* Ukraine tensions sap appetite for risk
* Shares dependent on economic growth hit on valuation worry
* FTSEurofirst 300, Euro STOXX 50 both flat
LONDON, April 14 (Reuters) - Cyclical shares weighed on European bourses on Monday as tensions in Ukraine and volatile global markets prompted investors to take a more cautious stance on growth and cash in on some of the best performers of the past nine months.
Appetite for risk dried up as Ukraine's president threatened military action against pro-Russian separatists, raising the prospect of costly international sanctions and further straining investor nerves after a sharp selloff in global equities last week.
Shares in sectors which depend the most on economic activity, such as travel and leisure, tech and financial services fell between 1.5 percent and 1.9 percent, underperforming flat pan-European indexes.
The three sectors rose between 15 and 30 percent in the past year, leaving them trading at hefty premia to their 10-year average price-to-earnings multiple at a time of falling profit estimates, Datastream data showed.
"With earnings forecasts now looking not so good for 2014, people are looking at valuations," said Tom Elliott, international investment strategist at deVere Group.
Tech stocks, in particular, are the most expensive in Europe, trading at around 19 times their 12-month forward earnings, against a 10-year average of about 16 times and the STOXX 600's price-earnings ratio of 14.
Smaller biotech names such as Cellectis and Genfit, shares in which more than doubled in value since the start of the year, fell nearly 10 percent each. Larger tech names Ericsson and ARM Holdings fell 4.3 percent and 1.7 percent.

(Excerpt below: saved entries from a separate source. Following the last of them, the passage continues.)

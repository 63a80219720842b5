use ratatui::Frame;
use ratatui::layout::Rect;

/// A piece of the screen.
///
/// Components get their data as props (struct fields), may borrow
/// persistent state mutably (scroll offsets, layout caches), and draw
/// themselves into a `Rect`.
///
/// `render` takes `&mut self` so a component can update that borrowed
/// state during the render pass, the same way ratatui's `StatefulWidget`
/// works.
pub trait Component {
    fn render(&mut self, frame: &mut Frame, area: Rect);
}

/// A component that reacts to terminal input.
pub trait EventHandler {
    /// The higher-level event this component emits.
    type Event;

    /// Handle a low-level `TuiEvent`, optionally producing a higher-level one.
    fn handle_event(&mut self, event: &super::event::TuiEvent) -> Option<Self::Event>;
}
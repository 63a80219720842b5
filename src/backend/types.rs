//! Row types for the hosted backend.
//!
//! These mirror the `profiles`, `conversations`, `participants` and
//! `messages` tables. The client only ever holds transient copies; the
//! backend stays authoritative.

use chrono::{DateTime, Utc};
use serde::{Deserialize, Deserializer, Serialize};
use uuid::Uuid;

// ============================================================================
// Timestamps
// ============================================================================

/// Postgres `timestamptz` values arrive with an offset from PostgREST but the
/// realtime feed has been seen to send them without one. Accept both.
pub(crate) mod timestamp {
    use chrono::{DateTime, NaiveDateTime, Utc};
    use serde::{Deserialize, Deserializer, Serializer};

    pub fn parse(raw: &str) -> Option<DateTime<Utc>> {
        if let Ok(dt) = DateTime::parse_from_rfc3339(raw) {
            return Some(dt.with_timezone(&Utc));
        }
        NaiveDateTime::parse_from_str(raw, "%Y-%m-%dT%H:%M:%S%.f")
            .or_else(|_| NaiveDateTime::parse_from_str(raw, "%Y-%m-%d %H:%M:%S%.f"))
            .ok()
            .map(|naive| naive.and_utc())
    }

    pub fn serialize<S: Serializer>(value: &DateTime<Utc>, s: S) -> Result<S::Ok, S::Error> {
        s.serialize_str(&value.to_rfc3339())
    }

    pub fn deserialize<'de, D: Deserializer<'de>>(d: D) -> Result<DateTime<Utc>, D::Error> {
        let raw = String::deserialize(d)?;
        parse(&raw).ok_or_else(|| serde::de::Error::custom(format!("invalid timestamp: {raw}")))
    }

    pub mod option {
        use chrono::{DateTime, Utc};
        use serde::{Deserialize, Deserializer, Serializer};

        pub fn serialize<S: Serializer>(
            value: &Option<DateTime<Utc>>,
            s: S,
        ) -> Result<S::Ok, S::Error> {
            match value {
                Some(dt) => s.serialize_str(&dt.to_rfc3339()),
                None => s.serialize_none(),
            }
        }

        pub fn deserialize<'de, D: Deserializer<'de>>(
            d: D,
        ) -> Result<Option<DateTime<Utc>>, D::Error> {
            match Option::<String>::deserialize(d)? {
                Some(raw) => super::parse(&raw).map(Some).ok_or_else(|| {
                    serde::de::Error::custom(format!("invalid timestamp: {raw}"))
                }),
                None => Ok(None),
            }
        }
    }
}

/// `is_edited` is a nullable column.
fn null_as_false<'de, D: Deserializer<'de>>(d: D) -> Result<bool, D::Error> {
    Ok(Option::<bool>::deserialize(d)?.unwrap_or(false))
}

// ============================================================================
// Messages
// ============================================================================

#[derive(Debug, Clone, PartialEq, Serialize, Deserialize)]
pub struct Message {
    pub id: Uuid,
    pub content: String,
    pub user_id: Uuid,
    pub conversation_id: Uuid,
    #[serde(with = "timestamp")]
    pub created_at: DateTime<Utc>,
    #[serde(default, deserialize_with = "null_as_false")]
    pub is_edited: bool,
    #[serde(default, with = "timestamp::option")]
    pub updated_at: Option<DateTime<Utc>>,
}

/// Insert payload for `messages`. The backend assigns id and timestamps.
#[derive(Debug, Clone, PartialEq, Serialize)]
pub struct NewMessage {
    pub content: String,
    pub user_id: Uuid,
    pub conversation_id: Uuid,
}

/// Update payload for an edited message.
#[derive(Debug, Clone, Serialize)]
pub struct MessageEdit {
    pub content: String,
    pub is_edited: bool,
    #[serde(with = "timestamp")]
    pub updated_at: DateTime<Utc>,
}

// ============================================================================
// Profiles
// ============================================================================

#[derive(Debug, Clone, Copy, PartialEq, Eq, Serialize, Deserialize)]
#[serde(rename_all = "lowercase")]
pub enum PresenceStatus {
    Online,
    Away,
    Busy,
    Offline,
    #[serde(other)]
    Unknown,
}

impl PresenceStatus {
    pub fn label(self) -> &'static str {
        match self {
            PresenceStatus::Online => "online",
            PresenceStatus::Away => "away",
            PresenceStatus::Busy => "busy",
            PresenceStatus::Offline => "offline",
            PresenceStatus::Unknown => "unknown",
        }
    }
}

#[derive(Debug, Clone, PartialEq, Serialize, Deserialize)]
pub struct Profile {
    pub id: Uuid,
    pub username: String,
    #[serde(default)]
    pub full_name: Option<String>,
    #[serde(default)]
    pub avatar_url: Option<String>,
    #[serde(default)]
    pub status: Option<PresenceStatus>,
}

impl Profile {
    /// Full name when set and non-blank, otherwise the username.
    pub fn display_name(&self) -> &str {
        match self.full_name.as_deref().map(str::trim) {
            Some(name) if !name.is_empty() => name,
            _ => &self.username,
        }
    }

    /// Single uppercase letter used as an avatar stand-in.
    pub fn initial(&self) -> char {
        self.username
            .chars()
            .next()
            .map(|c| c.to_ascii_uppercase())
            .unwrap_or('U')
    }
}

#[derive(Debug, Clone, PartialEq, Serialize)]
pub struct ProfileUpdate {
    pub username: String,
    pub full_name: Option<String>,
}

/// User metadata attached to a sign-up request.
#[derive(Debug, Clone, PartialEq, Serialize)]
pub struct SignUpProfile {
    pub username: String,
    pub full_name: Option<String>,
}

// ============================================================================
// Conversations
// ============================================================================

#[derive(Debug, Clone, PartialEq)]
pub struct ConversationSummary {
    pub id: Uuid,
    pub last_message: Option<String>,
    pub last_message_at: Option<DateTime<Utc>>,
    pub updated_at: Option<DateTime<Utc>>,
    /// The other participant. `None` when the backend returned no match.
    pub other_user: Option<Profile>,
}

impl ConversationSummary {
    pub fn display_name(&self) -> &str {
        self.other_user
            .as_ref()
            .map(Profile::display_name)
            .unwrap_or("Unknown")
    }

    pub fn preview(&self) -> &str {
        self.last_message.as_deref().unwrap_or("No messages yet")
    }

    /// Timestamp used for recency ordering.
    pub fn recency(&self) -> Option<DateTime<Utc>> {
        self.last_message_at.or(self.updated_at)
    }
}

/// Result of `start_conversation`: which conversation to open, and whether
/// it was newly created.
#[derive(Debug, Clone, Copy, PartialEq, Eq)]
pub struct StartedConversation {
    pub id: Uuid,
    pub created: bool,
}

// ============================================================================
// Auth
// ============================================================================

#[derive(Debug, Clone, PartialEq, Serialize, Deserialize)]
pub struct AuthUser {
    pub id: Uuid,
    #[serde(default)]
    pub email: Option<String>,
}

#[derive(Debug, Clone, PartialEq, Serialize, Deserialize)]
pub struct AuthSession {
    pub access_token: String,
    pub refresh_token: String,
    /// Unix timestamp (seconds) after which the access token is rejected.
    pub expires_at: i64,
    pub user: AuthUser,
}

impl AuthSession {
    /// Tokens within a minute of expiry count as expired.
    pub fn is_expired(&self, now: DateTime<Utc>) -> bool {
        self.expires_at - 60 <= now.timestamp()
    }
}

#[derive(Debug, Clone, PartialEq)]
pub enum SignUpOutcome {
    /// The project auto-confirms accounts and returned a live session.
    SignedIn(AuthSession),
    /// The account exists but must be confirmed by email first.
    ConfirmationRequired(AuthUser),
}

// ============================================================================
// Change feed
// ============================================================================

/// Row filter for a change-feed subscription (`column=eq.value`).
#[derive(Debug, Clone, PartialEq, Eq)]
pub struct FeedFilter {
    pub table: String,
    pub column: String,
    pub value: String,
}

impl FeedFilter {
    pub fn messages_in(conversation_id: Uuid) -> Self {
        Self {
            table: "messages".to_string(),
            column: "conversation_id".to_string(),
            value: conversation_id.to_string(),
        }
    }

    pub fn expression(&self) -> String {
        format!("{}=eq.{}", self.column, self.value)
    }
}

/// Owned handle for an open subscription. Must be handed back to
/// `ChangeFeed::close`.
#[derive(Debug, Clone, PartialEq, Eq, Hash)]
pub struct SubscriptionHandle {
    pub id: u64,
    pub topic: String,
}

#[derive(Debug, Clone, PartialEq)]
pub enum ChangeEvent {
    Insert(Message),
    Update(Message),
    Delete { id: Uuid },
}

pub type FeedSink = tokio::sync::mpsc::UnboundedSender<ChangeEvent>;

Among other sharp movers, Greece's largest lender, National Bank, fell 14 percent, making it the biggest decliner on the FTSEurofirst 300 on speculation the bank might launch a share offering to plug a capital shortfall.
Market losses were capped by a rise in some defensive sectors, where earnings are less exposed to fluctuations in the economic cycle, such as personal and household goods and food and beverages, which were both up around 1 percent.

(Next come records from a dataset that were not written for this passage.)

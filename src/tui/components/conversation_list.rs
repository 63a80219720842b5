//! # Conversation List Component
//!
//! Left sidebar: one row per conversation, most recent first, with the
//! other participant's initial, name, last-message preview and a relative
//! time label.
//!
//! Transient: created each frame around `&core::conversations::ConversationList`.
//! The highlighted row is the core list's `cursor`, so nothing here needs
//! to persist between frames.

use chrono::{DateTime, Utc};
use ratatui::Frame;
use ratatui::layout::Rect;
use ratatui::style::{Color, Modifier, Style};
use ratatui::text::{Line, Span};
use ratatui::widgets::{Block, BorderType, List, ListItem, ListState, Paragraph, Wrap};

use unicode_width::UnicodeWidthStr;

use crate::backend::ConversationSummary;
use crate::core::conversations::{self, ConversationList};
use crate::tui::component::Component;

/// Longest preview shown before it is cut with "...".
const PREVIEW_CHARS: usize = 28;

pub struct ConversationSidebar<'a> {
    pub list: &'a ConversationList,
    pub focused: bool,
    pub now: DateTime<Utc>,
}

impl<'a> ConversationSidebar<'a> {
    pub fn new(list: &'a ConversationList, focused: bool, now: DateTime<Utc>) -> Self {
        Self { list, focused, now }
    }

    fn row(&self, summary: &ConversationSummary, width: u16) -> ListItem<'static> {
        let active = self.list.selected() == Some(summary.id);
        let initial = summary
            .other_user
            .as_ref()
            .map(|p| p.initial())
            .unwrap_or('?');
        let time = conversations::time_label(summary.recency(), self.now);

        let name_style = if active {
            Style::default().fg(Color::Cyan).add_modifier(Modifier::BOLD)
        } else {
            Style::default().add_modifier(Modifier::BOLD)
        };
        let name = summary.display_name().to_string();
        let used = 4 + name.width() + time.width();
        let gap = (width as usize).saturating_sub(used).max(1);

        let mut header = vec![
            Span::styled(format!("[{initial}] "), Style::default().fg(Color::Yellow)),
            Span::styled(name, name_style),
            Span::raw(" ".repeat(gap)),
            Span::styled(time, Style::default().fg(Color::DarkGray)),
        ];
        if self.list.is_deleting(summary.id) {
            header.push(Span::styled(
                " deleting…",
                Style::default().fg(Color::Red),
            ));
        }

        let preview = Line::from(Span::styled(
            format!("    {}", truncate(summary.preview(), PREVIEW_CHARS)),
            Style::default().fg(Color::Gray),
        ));
        ListItem::new(vec![Line::from(header), preview])
    }
}

/// Cuts `text` to `max` characters, marking the cut with "...".
pub fn truncate(text: &str, max: usize) -> String {
    let flat = text.replace('\n', " ");
    if flat.chars().count() <= max {
        return flat;
    }
    let kept: String = flat.chars().take(max.saturating_sub(3)).collect();
    format!("{kept}...")
}

impl Component for ConversationSidebar<'_> {
    fn render(&mut self, frame: &mut Frame, area: Rect) {
        let title = if self.list.is_loading() {
            "Conversations (loading…)"
        } else {
            "Conversations"
        };
        let border_style = if self.focused {
            Style::default().fg(Color::Cyan)
        } else {
            Style::default().fg(Color::DarkGray)
        };
        let block = Block::bordered()
            .border_type(BorderType::Rounded)
            .border_style(border_style)
            .title(title);

        if self.list.items().is_empty() {
            let hint = if self.list.is_loading() {
                "Loading conversations…"
            } else {
                "No conversations yet.\nPress Ctrl+N to start one."
            };
            let paragraph = Paragraph::new(hint)
                .block(block)
                .style(Style::default().fg(Color::DarkGray))
                .wrap(Wrap { trim: true });
            frame.render_widget(paragraph, area);
            return;
        }

        let inner_width = area.width.saturating_sub(2);
        let items: Vec<ListItem> = self
            .list
            .items()
            .iter()
            .map(|summary| self.row(summary, inner_width))
            .collect();

        let highlight = if self.focused {
            Style::default().bg(Color::DarkGray)
        } else {
            Style::default()
        };
        let list = List::new(items).block(block).highlight_style(highlight);
        let mut state = ListState::default().with_selected(Some(self.list.cursor));
        frame.render_stateful_widget(list, area, &mut state);
    }
}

The pan-European FTSEurofirst 300 index flat at 1,312.36 points by 1402 GMT, having erased early losses after strong results from U.S. bank Citigroup and better-than-expected U.S. retail sales data.
The euro zone's blue chip Euro STOXX 50 index was also flat, at 1,313.61 points.

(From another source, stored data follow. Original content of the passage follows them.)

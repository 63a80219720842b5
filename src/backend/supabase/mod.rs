//! Supabase implementation of the backend traits.
//!
//! - `auth`: GoTrue endpoints under `/auth/v1`
//! - `rest`: PostgREST table access under `/rest/v1`
//! - `realtime`: Phoenix-channel change feed under `/realtime/v1/websocket`
//!
//! Every request carries the project's anon key in the `apikey` header and a
//! bearer token: the user's access token when signed in, the anon key
//! otherwise.

mod auth;
pub mod realtime;
mod rest;

use std::sync::RwLock;

use log::{debug, warn};

pub use realtime::RealtimeClient;

use crate::backend::error::{BackendError, error_message};

/// HTTP client for the auth and table APIs of one Supabase project.
pub struct SupabaseClient {
    base_url: String,
    anon_key: String,
    http: reqwest::Client,
    access_token: RwLock<Option<String>>,
}

impl SupabaseClient {
    /// Creates a client for the project at `base_url` (e.g.
    /// `https://abc.supabase.co`). A trailing slash is ignored.
    pub fn new(base_url: impl Into<String>, anon_key: impl Into<String>) -> Self {
        Self::with_http(base_url, anon_key, reqwest::Client::new())
    }

    pub fn with_http(
        base_url: impl Into<String>,
        anon_key: impl Into<String>,
        http: reqwest::Client,
    ) -> Self {
        let base_url = base_url.into().trim_end_matches('/').to_string();
        Self {
            base_url,
            anon_key: anon_key.into(),
            http,
            access_token: RwLock::new(None),
        }
    }

    pub fn base_url(&self) -> &str {
        &self.base_url
    }

    fn rest_url(&self, table: &str) -> String {
        format!("{}/rest/v1/{}", self.base_url, table)
    }

    fn auth_url(&self, path: &str) -> String {
        format!("{}/auth/v1/{}", self.base_url, path)
    }

    fn bearer(&self) -> String {
        self.access_token
            .read()
            .ok()
            .and_then(|guard| guard.clone())
            .unwrap_or_else(|| self.anon_key.clone())
    }

    fn store_token(&self, token: Option<String>) {
        match self.access_token.write() {
            Ok(mut guard) => *guard = token,
            Err(_) => warn!("Access token lock poisoned; keeping previous token"),
        }
    }

    /// Attaches the project key and the current bearer token.
    fn authorize(&self, builder: reqwest::RequestBuilder) -> reqwest::RequestBuilder {
        builder
            .header("apikey", &self.anon_key)
            .bearer_auth(self.bearer())
    }

    /// Attaches the project key and an explicit bearer token.
    fn authorize_with(
        &self,
        builder: reqwest::RequestBuilder,
        token: &str,
    ) -> reqwest::RequestBuilder {
        builder.header("apikey", &self.anon_key).bearer_auth(token)
    }
}

/// Which API produced a response; decides how error statuses are classified.
#[derive(Clone, Copy, Debug)]
enum Api {
    Auth,
    Rest,
}

/// Passes successful responses through and converts failures into
/// `BackendError`, reading the error body for a message.
async fn check(response: reqwest::Response, api: Api) -> Result<reqwest::Response, BackendError> {
    let status = response.status();
    debug!("{:?} response status: {}", api, status);
    if status.is_success() {
        return Ok(response);
    }

    let code = status.as_u16();
    let body = response.text().await.unwrap_or_default();
    let message = error_message(&body);
    warn!("{:?} API error: {} - {}", api, code, message);

    Err(match (api, code) {
        (Api::Auth, 400 | 401 | 403 | 422) => BackendError::Auth(message),
        (Api::Rest, 401) => BackendError::Auth(message),
        (Api::Rest, 404 | 406) => BackendError::NotFound(message),
        _ => BackendError::Api {
            status: code,
            message,
        },
    })
}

The index fell 3.5 percent last week and analysts said the trouble in Ukraine could prevent it bouncing back anytime soon.
"Geopolitical concerns are putting pressure on equities," said Christian Stocker, an equity strategist at UniCredit in Munich. "Markets fear an escalation in tension will result in more economic sanctions on Russia and that will have a negative repercussion on Europe."
Several firms exposed to Russia fell. Finnish tyre maker Nokian Renkaat, Austrian lender Raiffeisen Bank International and Belgian financial group KBC lost from 1.7 to 2.5 percent.
Charts also showed further losses were likely.
"Although the slope of the 200-day moving average remains up at this juncture, the Euro STOXX 50 index has turned down from the up-channel resistance line stretching back to 2011 and the move below support around 3,150 is another worry for bulls," said Murray Gunn, the head of technical analysis at HSBC.
The index could find support around 2,971 points. On the upside, 3,196 is considered a strong resistance level.